Just as I got in the door, the cuckoo clock started, and cuckooed 3 times. Quickly I realized she'd probably wake up, so I cuckooed another 9 times. I was really proud of myself, having the quick wittedness, even when smashed, to escape a possible conflict.
The next morning the missus asked me what time I got in and I told her 12 o'clock. Whew! Got away with that one!
She then told me that we needed a new cuckoo clock. When I asked her why she said, "Well, it cuckooed 3 times, said 'shit,' cuckooed another 4 times, farted, cuckooed another 3 times, cleared its throat, and cuckooed twice then giggled."
Yo Mama - Breath and Farts
Yo' Mama's breath is so nasty, people look forward to her farts.
A lady was in a hardware store looking at a fishing poles. She asked the store manager how much it was he said, "I am blind. Drop it on the ground and I'll tell ya." She dropped it on the ground. "Aahh that's $10.00." She bent down and let a big fart that everyone heard.
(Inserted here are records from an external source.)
//! Hierarchy view-model.
//!
//! Expansion state is kept apart from the tree: the tree is an immutable
//! snapshot and [`ExpansionState`] is the set of expanded node ids.
//! [`render`] turns both into a [`NodeView`] without touching either.

use std::collections::HashSet;

use pms_admin_core::{NodeId, TreeNode};
use serde::Serialize;

/// Set of expanded node ids.
#[derive(Debug, Clone, Default, PartialEq, Eq)]
pub struct ExpansionState {
    expanded: HashSet<NodeId>,
}

impl ExpansionState {
    #[must_use]
    pub fn new() -> Self {
        Self::default()
    }

    /// Expand every node reachable from `root`.
    pub fn expand_all(&mut self, root: &TreeNode) {
        self.expanded = root.all_ids().into_iter().collect();
    }

    /// Collapse everything below the root; the root itself stays expanded.
    pub fn collapse_all(&mut self, root: &TreeNode) {
        self.expanded = HashSet::from([root.id]);
    }

    /// Flip one id. Descendants keep their own state. Returns whether the id
    /// is now expanded.
    pub fn toggle(&mut self, id: NodeId) -> bool {
        if self.expanded.remove(&id) {
            false
        } else {
            self.expanded.insert(id);
            true
        }
    }

    #[must_use]
    pub fn is_expanded(&self, id: NodeId) -> bool {
        self.expanded.contains(&id)
    }

    pub fn clear(&mut self) {
        self.expanded.clear();
    }

    #[must_use]
    pub fn len(&self) -> usize {
        self.expanded.len()
    }

    #[must_use]
    pub fn is_empty(&self) -> bool {
        self.expanded.is_empty()
    }

    /// Expanded ids in ascending order.
    #[must_use]
    pub fn ids(&self) -> Vec<NodeId> {
        let mut ids: Vec<NodeId> = self.expanded.iter().copied().collect();
        ids.sort_unstable();
        ids
    }
}

/// One rendered node.
#[derive(Debug, Clone, PartialEq, Eq, Serialize)]
pub struct NodeView {
    pub id: NodeId,
    pub depth: usize,
    /// Name, or `-` when empty.
    pub label: String,
    /// Email, or `-` when empty.
    pub email: String,
    /// Only nodes with children can be toggled.
    pub has_children: bool,
    pub expanded: bool,
    pub direct_reports: usize,
    /// Rendered children; empty unless the node has children and is expanded.
    pub children: Vec<NodeView>,
}

impl NodeView {
    /// Number of rendered (visible) nodes in this subtree.
    #[must_use]
    pub fn visible_count(&self) -> usize {
        1 + self.children.iter().map(Self::visible_count).sum::<usize>()
    }

    fn write_lines(&self, out: &mut Vec<String>) {
        let indent = "  ".repeat(self.depth);
        let marker = match (self.has_children, self.expanded) {
            (false, _) => "[ ]",
            (true, true) => "[-]",
            (true, false) => "[+]",
        };
        let badge = if self.has_children {
            format!(" ({})", self.direct_reports)
        } else {
            String::new()
        };
        out.push(format!(
            "{indent}{marker} {} <{}>{badge}",
            self.label, self.email
        ));
        for child in &self.children {
            child.write_lines(out);
        }
    }
}

fn or_dash(value: &str) -> String {
    if value.is_empty() {
        "-".to_string()
    } else {
        value.to_string()
    }
}

/// Render `node` at `depth`.
#[must_use]
pub fn render(node: &TreeNode, depth: usize, expansion: &ExpansionState) -> NodeView {
    let has_children = node.has_children();
    let expanded = expansion.is_expanded(node.id);

    let children = if has_children && expanded {
        node.children
            .iter()
            .map(|child| render(child, depth + 1, expansion))
            .collect()
    } else {
        Vec::new()
    };

    NodeView {
        id: node.id,
        depth,
        label: or_dash(&node.name),
        email: or_dash(&node.email),
        has_children,
        expanded,
        direct_reports: node.direct_reports(),
        children,
    }
}

/// A rendered tree plus its counts.
#[derive(Debug, Clone, PartialEq, Eq, Serialize)]
pub struct TreeView {
    pub total_nodes: usize,
    pub descendants: usize,
    pub root: NodeView,
}

impl TreeView {
    /// `Total nodes: N • Descendants: M`
    #[must_use]
    pub fn header(&self) -> String {
        format!(
            "Total nodes: {} \u{2022} Descendants: {}",
            self.total_nodes, self.descendants
        )
    }

    /// Plain-text rendering, one line per visible node.
    #[must_use]
    pub fn to_lines(&self) -> Vec<String> {
        let mut lines = Vec::with_capacity(self.root.visible_count());
        self.root.write_lines(&mut lines);
        lines
    }
}

/// Render a whole tree from its root.
#[must_use]
pub fn render_tree(root: &TreeNode, expansion: &ExpansionState) -> TreeView {
    let descendants = root.count_descendants();
    TreeView {
        total_nodes: descendants + 1,
        descendants,
        root: render(root, 0, expansion),
    }
}

#[cfg(test)]
mod tests {
    use super::*;

    /// root(1) -> [a(2) -> [c(4)], b(3)]
    fn sample() -> TreeNode {
        let c = TreeNode::new(4, "", "");
        let a = TreeNode::new(2, "A", "a@x.com").with_child(c);
        TreeNode::new(1, "Root", "root@x.com")
            .with_child(a)
            .with_child(TreeNode::new(3, "B", "b@x.com"))
    }

    #[test]
    fn test_expand_all_then_toggle_leaf() {
        let root = sample();
        let mut state = ExpansionState::new();
        state.expand_all(&root);
        assert_eq!(state.len(), 4);

        assert!(!state.toggle(NodeId::new(3)));
        assert_eq!(
            state.ids(),
            vec![NodeId::new(1), NodeId::new(2), NodeId::new(4)]
        );
    }

    #[test]
    fn test_toggle_preserves_descendant_state() {
        let root = sample();
        let mut state = ExpansionState::new();
        state.expand_all(&root);

        state.toggle(NodeId::new(2));
        assert!(state.is_expanded(NodeId::new(4)));
        let view = render_tree(&root, &state);
        assert_eq!(view.root.visible_count(), 3);

        state.toggle(NodeId::new(2));
        assert_eq!(render_tree(&root, &state).root.visible_count(), 4);
    }

    #[test]
    fn test_collapse_all_keeps_root() {
        let root = sample();
        let mut state = ExpansionState::new();
        state.expand_all(&root);
        state.collapse_all(&root);
        assert_eq!(state.ids(), vec![NodeId::new(1)]);

        let view = render_tree(&root, &state);
        assert_eq!(view.root.children.len(), 2);
        assert!(view.root.children.iter().all(|c| c.children.is_empty()));
    }

    #[test]
    fn test_render_labels_and_counts() {
        let root = sample();
        let mut state = ExpansionState::new();
        state.expand_all(&root);
        let view = render_tree(&root, &state);

        assert_eq!(view.total_nodes, 4);
        assert_eq!(view.descendants, 3);
        assert_eq!(view.header(), "Total nodes: 4 \u{2022} Descendants: 3");

        let grandchild = &view.root.children[0].children[0];
        assert_eq!(grandchild.label, "-");
        assert_eq!(grandchild.email, "-");
        assert_eq!(grandchild.depth, 2);
        assert!(!grandchild.has_children);
    }

    #[test]
    fn test_to_lines() {
        let root = sample();
        let mut state = ExpansionState::new();
        state.expand_all(&root);
        state.toggle(NodeId::new(2));

        assert_eq!(
            render_tree(&root, &state).to_lines(),
            vec![
                "[-] Root <root@x.com> (2)".to_string(),
                "  [+] A <a@x.com> (1)".to_string(),
                "  [ ] B <b@x.com>".to_string(),
            ]
        );
    }

    #[test]
    fn test_render_does_not_mutate() {
        let root = sample();
        let before = root.clone();
        let mut state = ExpansionState::new();
        state.expand_all(&root);
        let snapshot = state.clone();

        let _ = render_tree(&root, &state);
        assert_eq!(root, before);
        assert_eq!(state, snapshot);
    }

    #[test]
    fn test_unexpanded_root_hides_children() {
        let root = sample();
        let view = render_tree(&root, &ExpansionState::new());
        assert_eq!(
            view.to_lines(),
            vec!["[+] Root <root@x.com> (2)".to_string()]
        );
    }
}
But, she really wanted the pole so she picked it up. And went to pay for it. "That will be $20.00." "But you said $10.00." "$10.00 extra for the stink bait and duck call."
I was at a restaurant the other day and I really had to fart. So to hide it, I began farting to the beat of the music that was playing. After about five minutes, I noticed that everyone was staring at me. Then I remembered that I had my Bluetooth headset on.
The 3 Guys in a Plane
There were 3 guys in a plane. The plane was about to crash.They each had to throw one item out: The 1st guy threw out an apple. The 2nd one threw out a banana. The 3rd one threw out a bomb. There were 3 guys below them. 2 were crying, 1 was laughing. A guy went up to the 1st one and asked, "Why are you crying?" He answered, "an apple hit me on the head." He went up to the 2nd one and asked, "Why are you crying?" He answered, "a banana hit me on the head." He went up to the 3rd one and asked, "Why are you laughing?" He answered, "I farted and my house blew up!"